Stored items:
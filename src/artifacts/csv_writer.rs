// src/artifacts/csv_writer.rs
//! Delimited-table artifacts

use crate::artifacts::ArtifactSink;
use crate::error::SynergyResult;
use crate::processing::redundancy::CorrelationMatrix;
use crate::ranking::Ranking;
use std::path::{Path, PathBuf};
use tracing::debug;

/// Writes each artifact as a CSV table under one directory
#[derive(Debug, Clone)]
pub struct CsvArtifactWriter {
    output_dir: PathBuf,
}

impl CsvArtifactWriter {
    pub fn new(output_dir: impl Into<PathBuf>) -> Self {
        Self {
            output_dir: output_dir.into(),
        }
    }

    pub fn output_dir(&self) -> &Path {
        &self.output_dir
    }

    pub fn correlation_path(&self, task: &str) -> PathBuf {
        self.output_dir.join(format!("Pearson_{task}.csv"))
    }

    pub fn activations_path(&self, task: &str) -> PathBuf {
        self.output_dir.join(format!("W_Synergies_{task}.csv"))
    }

    pub fn ranking_path(&self, task: &str) -> PathBuf {
        self.output_dir.join(format!("Ranking_{task}.csv"))
    }

    fn writer(&self, path: &Path) -> SynergyResult<csv::Writer<std::fs::File>> {
        std::fs::create_dir_all(&self.output_dir)?;
        Ok(csv::Writer::from_path(path)?)
    }
}

impl ArtifactSink for CsvArtifactWriter {
    fn correlation(&self, task: &str, correlation: &CorrelationMatrix) -> SynergyResult<()> {
        let path = self.correlation_path(task);
        let mut out = self.writer(&path)?;

        let mut header = vec![String::new()];
        header.extend(correlation.channel_names.iter().cloned());
        out.write_record(&header)?;

        for (name, row) in correlation.channel_names.iter().zip(correlation.values.rows()) {
            let mut record = vec![name.clone()];
            record.extend(row.iter().map(|r| format!("{r:.4}")));
            out.write_record(&record)?;
        }
        out.flush()?;

        debug!(path = %path.display(), "correlation table written");
        Ok(())
    }

    fn activations(&self, task: &str, ranking: &Ranking, vaf: f64) -> SynergyResult<()> {
        let path = self.activations_path(task);
        let mut out = self.writer(&path)?;
        let weights = ranking.normalized_activations();

        let mut header = vec![format!("channel (VAF {vaf:.2}%)")];
        header.extend((1..=weights.ncols()).map(|k| format!("S{k}")));
        out.write_record(&header)?;

        for (name, row) in ranking.channel_names().iter().zip(weights.rows()) {
            let mut record = vec![name.clone()];
            record.extend(row.iter().map(|w| format!("{w:.4}")));
            out.write_record(&record)?;
        }
        out.flush()?;

        debug!(path = %path.display(), "synergy weights written");
        Ok(())
    }

    fn ranking(&self, task: &str, ranking: &Ranking) -> SynergyResult<()> {
        let path = self.ranking_path(task);
        let mut out = self.writer(&path)?;

        out.write_record(["rank", "channel", "score"])?;
        for (position, entry) in ranking.entries().iter().enumerate() {
            out.write_record([
                (position + 1).to_string(),
                entry.name.clone(),
                format!("{:.4}", entry.score),
            ])?;
        }
        out.flush()?;

        debug!(path = %path.display(), "ranking written");
        Ok(())
    }

    fn name(&self) -> &str {
        "csv"
    }
}
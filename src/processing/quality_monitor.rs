// src/processing/quality_monitor.rs
//! Baseline noise audit per channel
//!
//! The noise floor of an envelope is taken as a low percentile of its samples;
//! channels whose floor exceeds the critical threshold are flagged. Konrad
//! (2005) suggests a good baseline sits well under 5 uV. The audit is
//! diagnostic only and never removes channels.

use crate::config::QualityConfig;
use crate::processing::matrix::SignalMatrix;
use serde::{Deserialize, Serialize};
use tracing::info;

/// Quality levels
#[derive(Debug, Clone, Copy, PartialEq, Eq, Serialize, Deserialize)]
pub enum QualityLevel {
    Optimal,
    Critical,
}

impl std::fmt::Display for QualityLevel {
    fn fmt(&self, f: &mut std::fmt::Formatter<'_>) -> std::fmt::Result {
        match self {
            QualityLevel::Optimal => write!(f, "OPTIMAL"),
            QualityLevel::Critical => write!(f, "CRITICAL"),
        }
    }
}

/// Per-channel noise estimate
#[derive(Debug, Clone, PartialEq, Serialize, Deserialize)]
pub struct ChannelQuality {
    pub channel: String,
    pub noise_floor_uv: f64,
    pub level: QualityLevel,
}

/// Signal quality auditor
pub struct QualityMonitor {
    config: QualityConfig,
}

impl QualityMonitor {
    pub fn new(config: QualityConfig) -> Self {
        Self { config }
    }

    /// Audit every channel, sorted by ascending noise floor
    pub fn assess(&self, matrix: &SignalMatrix) -> Vec<ChannelQuality> {
        let mut report: Vec<ChannelQuality> = matrix
            .channel_names()
            .iter()
            .enumerate()
            .map(|(col, name)| {
                let samples = matrix.column(col).to_vec();
                let noise_floor_uv = percentile(&samples, self.config.noise_floor_percentile);
                ChannelQuality {
                    channel: name.clone(),
                    noise_floor_uv,
                    level: self.classify(noise_floor_uv),
                }
            })
            .collect();

        report.sort_by(|a, b| a.noise_floor_uv.total_cmp(&b.noise_floor_uv));

        for entry in &report {
            info!(channel = %entry.channel, noise_uv = entry.noise_floor_uv, quality = %entry.level, "baseline noise audit");
        }

        report
    }

    /// Above the threshold is critical; at or below is optimal
    pub fn classify(&self, noise_floor_uv: f64) -> QualityLevel {
        if noise_floor_uv > self.config.critical_noise_uv {
            QualityLevel::Critical
        } else {
            QualityLevel::Optimal
        }
    }
}

/// Linearly interpolated percentile (`q` in 0..=100); NaN for empty input
pub fn percentile(values: &[f64], q: f64) -> f64 {
    if values.is_empty() {
        return f64::NAN;
    }
    let mut sorted = values.to_vec();
    sorted.sort_by(|a, b| a.total_cmp(b));

    let rank = (q.clamp(0.0, 100.0) / 100.0) * (sorted.len() - 1) as f64;
    let lower = rank.floor() as usize;
    let upper = rank.ceil() as usize;
    let fraction = rank - lower as f64;

    sorted[lower] + (sorted[upper] - sorted[lower]) * fraction
}
// src/config/channel_map.rs
//! Raw channel label to canonical muscle name mapping
//!
//! Recording software writes long, vendor-specific channel labels such as
//! `"R BICEPS BR., uV"`. A [`ChannelMap`] is an ordered list of substring
//! patterns; the first pattern contained in a label names the channel. Order
//! matters because patterns may overlap (`FLEX.CARP.R` vs `FLEX.CARP.U`).

use serde::{Deserialize, Serialize};

/// One `(pattern, canonical name)` entry
#[derive(Debug, Clone, PartialEq, Eq, Serialize, Deserialize)]
pub struct ChannelPattern {
    pub pattern: String,
    pub name: String,
}

/// Ordered first-match channel mapping
#[derive(Debug, Clone, PartialEq, Eq, Default, Serialize, Deserialize)]
#[serde(transparent)]
pub struct ChannelMap {
    entries: Vec<ChannelPattern>,
}

impl ChannelMap {
    pub fn new() -> Self {
        Self::default()
    }

    /// Append a pattern; earlier patterns take precedence
    pub fn with(mut self, pattern: &str, name: &str) -> Self {
        self.push(pattern, name);
        self
    }

    pub fn push(&mut self, pattern: &str, name: &str) {
        self.entries.push(ChannelPattern {
            pattern: pattern.to_string(),
            name: name.to_string(),
        });
    }

    /// Canonical name for a raw label, if any pattern is contained in it
    pub fn resolve(&self, raw_label: &str) -> Option<&str> {
        self.entries
            .iter()
            .find(|entry| raw_label.contains(entry.pattern.as_str()))
            .map(|entry| entry.name.as_str())
    }

    /// Canonical names in first-appearance order, without duplicates
    pub fn canonical_names(&self) -> Vec<&str> {
        let mut names: Vec<&str> = Vec::new();
        for entry in &self.entries {
            if !names.contains(&entry.name.as_str()) {
                names.push(entry.name.as_str());
            }
        }
        names
    }

    pub fn entries(&self) -> &[ChannelPattern] {
        &self.entries
    }

    pub fn len(&self) -> usize {
        self.entries.len()
    }

    pub fn is_empty(&self) -> bool {
        self.entries.is_empty()
    }

    /// Twelve-muscle upper-limb montage (forearm, arm, shoulder)
    pub fn upper_limb() -> Self {
        Self::new()
            .with("FLEX.CARP.R", "Flexor Rad.")
            .with("BRACHIORAD.", "Brachioradialis")
            .with("EXT.DIG.", "Extensor Dig.")
            .with("EXT.CARP.ULN.", "Extensor Uln.")
            .with("BICEPS BR.", "Biceps")
            .with("LAT. TRICEPS", "Triceps")
            .with("ANT.DELTOID", "Delt. Ant.")
            .with("MID DELT.", "Delt. Med.")
            .with("POST.DELTOID", "Delt. Post.")
            .with("FLEX.CARP.U", "Flexor Uln.")
            .with("PECT. MAJOR", "Pectoral")
            .with("INFRASPIN.", "Infraspinatus")
    }
}
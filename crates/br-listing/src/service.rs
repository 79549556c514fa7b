//! Aggregates the provider's raw listing into client-visible summaries

use std::sync::Arc;

use br_types::{GuardrailListOutput, GuardrailSummary};
use tracing::{debug, info};

use crate::directory::{GuardrailDirectory, ListingError};
use crate::provider::ProviderGuardrails;
use crate::settings::ListingSettings;

/// Builds `GuardrailSummary` rows from the provider's listing API.
///
/// Only `READY` guardrails are offered; their versions are collected with a
/// second, id-filtered listing call and ordered newest first. Entries without
/// any published version are dropped — a summary's version list is never
/// empty.
pub struct DirectoryService {
    provider: Arc<dyn ProviderGuardrails>,
    settings: ListingSettings,
}

impl DirectoryService {
    pub fn new(provider: Arc<dyn ProviderGuardrails>, settings: ListingSettings) -> Self {
        Self { provider, settings }
    }
}

#[async_trait::async_trait]
impl GuardrailDirectory for DirectoryService {
    async fn fetch_guardrails(&self) -> Result<Option<GuardrailListOutput>, ListingError> {
        let all = self.provider.list_guardrails(None).await?;
        debug!("Provider listed {} guardrails", all.len());

        let mut summaries = Vec::new();
        for guardrail in all.into_iter().filter(|g| g.status.is_ready()) {
            let rows = self.provider.list_guardrails(Some(&guardrail.id)).await?;
            let mut versions: Vec<String> = rows.into_iter().filter_map(|r| r.version).collect();
            sort_versions_newest_first(&mut versions);

            if versions.is_empty() {
                debug!("Skipping guardrail {}: no published versions", guardrail.id);
                continue;
            }

            let default = self.settings.is_default(&guardrail.id);
            summaries.push(GuardrailSummary {
                id: guardrail.id,
                name: guardrail.name,
                versions,
                default,
            });
        }

        info!("Listing {} ready guardrails", summaries.len());
        Ok(Some(GuardrailListOutput {
            guardrails: summaries,
        }))
    }
}

/// Numeric version ids sort descending; non-numeric ids (e.g. DRAFT) sort
/// after all numeric ones, themselves in reverse lexicographic order.
fn sort_versions_newest_first(versions: &mut [String]) {
    versions.sort_by(|a, b| match (a.parse::<u64>(), b.parse::<u64>()) {
        (Ok(x), Ok(y)) => y.cmp(&x),
        (Ok(_), Err(_)) => std::cmp::Ordering::Less,
        (Err(_), Ok(_)) => std::cmp::Ordering::Greater,
        (Err(_), Err(_)) => b.cmp(a),
    });
}

#[cfg(test)]
mod tests {
    use super::*;
    use crate::provider::ProviderGuardrail;
    use br_types::{GuardrailStatus, DRAFT_VERSION};
    use std::collections::HashMap;

    struct StubProvider {
        guardrails: Vec<ProviderGuardrail>,
        versions_by_id: HashMap<String, Vec<String>>,
        fail: bool,
    }

    impl StubProvider {
        fn new(guardrails: Vec<ProviderGuardrail>) -> Self {
            Self {
                guardrails,
                versions_by_id: HashMap::new(),
                fail: false,
            }
        }

        fn versions(mut self, id: &str, versions: &[&str]) -> Self {
            self.versions_by_id
                .insert(id.to_string(), versions.iter().map(|v| v.to_string()).collect());
            self
        }
    }

    fn row(id: &str, name: &str, status: GuardrailStatus) -> ProviderGuardrail {
        ProviderGuardrail {
            id: id.to_string(),
            name: name.to_string(),
            status,
            version: None,
            created_at: None,
        }
    }

    #[async_trait::async_trait]
    impl ProviderGuardrails for StubProvider {
        async fn list_guardrails(
            &self,
            filter_id: Option<&str>,
        ) -> Result<Vec<ProviderGuardrail>, ListingError> {
            if self.fail {
                return Err(ListingError::Provider("boom".to_string()));
            }
            match filter_id {
                None => Ok(self.guardrails.clone()),
                Some(id) => {
                    let base = self
                        .guardrails
                        .iter()
                        .find(|g| g.id == id)
                        .cloned()
                        .unwrap_or_else(|| row(id, "", GuardrailStatus::Ready));
                    Ok(self
                        .versions_by_id
                        .get(id)
                        .cloned()
                        .unwrap_or_default()
                        .into_iter()
                        .map(|v| ProviderGuardrail {
                            version: Some(v),
                            ..base.clone()
                        })
                        .collect())
                }
            }
        }
    }

    async fn fetch(provider: StubProvider, settings: ListingSettings) -> GuardrailListOutput {
        DirectoryService::new(Arc::new(provider), settings)
            .fetch_guardrails()
            .await
            .unwrap()
            .unwrap()
    }

    #[tokio::test]
    async fn test_filters_out_non_ready_guardrails() {
        let provider = StubProvider::new(vec![
            row("gr-a", "Alpha", GuardrailStatus::Ready),
            row("gr-b", "Beta", GuardrailStatus::Creating),
            row("gr-c", "Gamma", GuardrailStatus::Failed),
        ])
        .versions("gr-a", &["1"])
        .versions("gr-b", &["1"])
        .versions("gr-c", &["1"]);

        let output = fetch(provider, ListingSettings::default()).await;
        let ids: Vec<&str> = output.guardrails.iter().map(|g| g.id.as_str()).collect();
        assert_eq!(ids, vec!["gr-a"]);
    }

    #[tokio::test]
    async fn test_orders_versions_newest_first() {
        let provider = StubProvider::new(vec![row("gr-a", "Alpha", GuardrailStatus::Ready)])
            .versions("gr-a", &["1", DRAFT_VERSION, "2", "10"]);

        let output = fetch(provider, ListingSettings::default()).await;
        assert_eq!(
            output.guardrails[0].versions,
            vec!["10", "2", "1", DRAFT_VERSION]
        );
    }

    #[tokio::test]
    async fn test_flags_configured_default() {
        let provider = StubProvider::new(vec![
            row("gr-a", "Alpha", GuardrailStatus::Ready),
            row("gr-b", "Beta", GuardrailStatus::Ready),
        ])
        .versions("gr-a", &["1"])
        .versions("gr-b", &["2", "1"]);

        let output = fetch(provider, ListingSettings::with_default("gr-b")).await;
        let defaults: Vec<(&str, bool)> = output
            .guardrails
            .iter()
            .map(|g| (g.id.as_str(), g.default))
            .collect();
        assert_eq!(defaults, vec![("gr-a", false), ("gr-b", true)]);
    }

    #[tokio::test]
    async fn test_drops_guardrails_without_published_versions() {
        let provider = StubProvider::new(vec![
            row("gr-a", "Alpha", GuardrailStatus::Ready),
            row("gr-b", "Beta", GuardrailStatus::Ready),
        ])
        .versions("gr-a", &[]);
        // gr-b has no version rows at all

        let output = fetch(provider, ListingSettings::default()).await;
        assert!(output.guardrails.is_empty());
    }

    #[tokio::test]
    async fn test_provider_failure_propagates() {
        let provider = StubProvider {
            fail: true,
            ..StubProvider::new(vec![])
        };
        let service = DirectoryService::new(Arc::new(provider), ListingSettings::default());
        assert!(service.fetch_guardrails().await.is_err());
    }

    #[test]
    fn test_sort_handles_mixed_ids() {
        let mut versions = vec![
            "DRAFT".to_string(),
            "3".to_string(),
            "21".to_string(),
            "archive".to_string(),
        ];
        sort_versions_newest_first(&mut versions);
        assert_eq!(versions, vec!["21", "3", "archive", "DRAFT"]);
    }
}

* [Requirement]: Look through the entries above and report each line where the string "numeric" occurs.

* [Completed exercise]:
/// Numeric version ids sort descending; non-numeric ids (e.g. DRAFT) sort
/// after all numeric ones, themselves in reverse lexicographic order.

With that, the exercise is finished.